Efficace donc - le département a compté jusqu'à 1 000 foyers détectés - et avec finalement peu d'effets secondaires, semble-t-il. Après vaccination, seulement 30 éleveurs ont signalé à la Direction des services vétérinaires des événements sanitaires qui ont touché 148 animaux (dont 22 morts onze euthanasiés et onze avortements). à rapprocher des 500 000 animaux vaccinés, comme le fait remarquer le docteur Christian Salabert. De fait, onze ont été indemnisés, puisque les problèmes ont été signalés 24 heures après vaccination et que la cause était clairement établie. Sur la période 2008-2009, le Cantal enregistre une quatrième campagne sans foyer de tuberculose, alors que la maladie pose problème en Dordogne ou en Côte-d'Or. Mieux, onzième campagne sans foyer de brucellose détecté. Le GDS rappelle cependant qu'il est obligatoire de signaler les avortements. D'autant qu'ils peuvent évidemment être liés à une toute autre pathologie. Bon résultat toujours avec la leucose bovine enzootique, maladie dont le rythme de contrôle reste quinquennal : sur les 981 cheptels contrôlés, aucun n'a été dépisté infecté. Pour assurer les troupeaux cantaliens du maintien de l'appellation “cheptel assaini en varron”, des analyses sérologiques restent programmées de manière aléatoire. Dans ce cadre, un seul animal a été détecté séropositif sur 336 cheptels contrôlés. Et encore, sans doute du fait d'anticorps persistants, car l'animal est aujourd'hui âgé de plus de 20 ans !

Le point sanitaire

“Concernant l'IBR, nous en sommes à la quatrième campagne de prophylaxie pour laquelle le dépistage est obligatoire”, souligne le rapporteur. Il précise qu'une baisse significative de 13 % en un an est enregistrée : sur 216 000 bovins analysés, seulement 1,8 % a obtenu un résultat positif (soit 26 671 bovins, plutôt vieillissants). Ce qui traduit bien l'accélération de l'assainissement des cheptels. Et puis... il y a le BVD. Relativement répandu dans notre département et qui provoque des troubles sanitaires importants à l'origine de pertes économiques conséquentes. Le GDS s'investit dans la lutte collective en poursuivant des actions telles que le dépistage des Ipi chez les jeunes animaux ou le plan d'analyses sérologiques du lait. “Nous avons élargi le spectre des actions proposant un plan d'analyses sérologiques par mélange de 20 sérums sur les animaux de deux et trois ans prélevés dans le cadre de la prophylaxie, permettant de détecter précocement une circulation virale”, a rappelé le président, Michel Combes, non sans préciser que cette nouvelle action est financée à 100 % par le GDS et le Conseil général. Concernant l'action de dépistage des Ipi, proposée depuis trois ans, sur 426 éleveurs qui ont pu bénéficier de l'aide, 58 ont détecté des bovins porteurs du virus. En 2009, 45 plans d'assainissement étaient soldés et 43 initiés.
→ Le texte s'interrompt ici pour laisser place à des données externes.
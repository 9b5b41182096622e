//! The label views of an issue: current list, selector and inline create form.
//!
//! Each view computes the label set the user asked for and hands it to the
//! shared [`LabelOperations`](crate::coordinator::LabelOperations).

pub mod create;
pub mod list;
pub mod root;
pub mod select;

pub use create::{LabelCreateForm, LabelCreateInput};
pub use list::LabelList;
pub use root::IssueLabel;
pub use select::LabelSelect;

/// `values` without `label_id`, order preserved.
pub fn without_label(values: &[String], label_id: &str) -> Vec<String> {
    values.iter().filter(|id| id.as_str() != label_id).cloned().collect()
}

/// `values` with `label_id` appended if it is not already there.
pub fn with_label(values: &[String], label_id: &str) -> Vec<String> {
    let mut updated = values.to_vec();
    if !updated.iter().any(|id| id == label_id) {
        updated.push(label_id.to_string());
    }
    updated
}

pub fn toggle_label(values: &[String], label_id: &str) -> Vec<String> {
    if values.iter().any(|id| id == label_id) {
        without_label(values, label_id)
    } else {
        with_label(values, label_id)
    }
}

#[cfg(test)]
mod tests {
    use super::*;

    fn ids(values: &[&str]) -> Vec<String> {
        values.iter().map(|s| s.to_string()).collect()
    }

    #[test]
    fn without_keeps_remaining_order() {
        assert_eq!(without_label(&ids(&["a", "b", "c"]), "b"), ids(&["a", "c"]));
        assert_eq!(without_label(&ids(&["a"]), "z"), ids(&["a"]));
    }

    #[test]
    fn with_appends_once() {
        assert_eq!(with_label(&ids(&["a"]), "b"), ids(&["a", "b"]));
        assert_eq!(with_label(&ids(&["a", "b"]), "a"), ids(&["a", "b"]));
    }

    #[test]
    fn toggle_flips_membership() {
        let start = ids(&["L1"]);
        let off = toggle_label(&start, "L1");
        assert!(off.is_empty());
        assert_eq!(toggle_label(&off, "L2"), ids(&["L2"]));
    }
}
En 2010, déjà 58 sont en place. “La complémentarité des protocoles va dans l'intérêt de tous, car le BVD provoque des dégâts sanitaires importants dans les troupeaux”, insiste le GDS 15. Le tour des maladies des bovins se conclut par un point sur la paratuberculose. Depuis trois ans, le dépistage est pris en charge à hauteur de 25 % : 137 élevages en ont profité. D'autre part, 31 éleveurs bénéficient d'une garantie de cheptel en matière de paratuberculose (notamment élevage limousin).

 

Pas de brucellose chez les ovins et caprins

Sur le reste de la ferme Cantal, pas de brucellose chez les ovins et caprins, seulement un cas de tremblante dépisté dans un élevage de brebis. Dans les élevages de porcs, les prophylaxies de la maladie d'Aujeszky et du SDRP n'ont mis en évidence aucun cas. Cependant, sur cette dernière pathologie, une recherche systématique est effectuée sur les cheptels naisseurs et naisseurs-engraisseurs. Le GDS poursuit le financement de cette prophylaxie à hauteur de 100 %. Enfin, chez les apiculteurs, on a enregistré une meilleure récolte en 2009 qu'en 2008 et moins de mortalité hivernale. Hélas, le fameux frelon asiatique est bien installé dans le Cantal.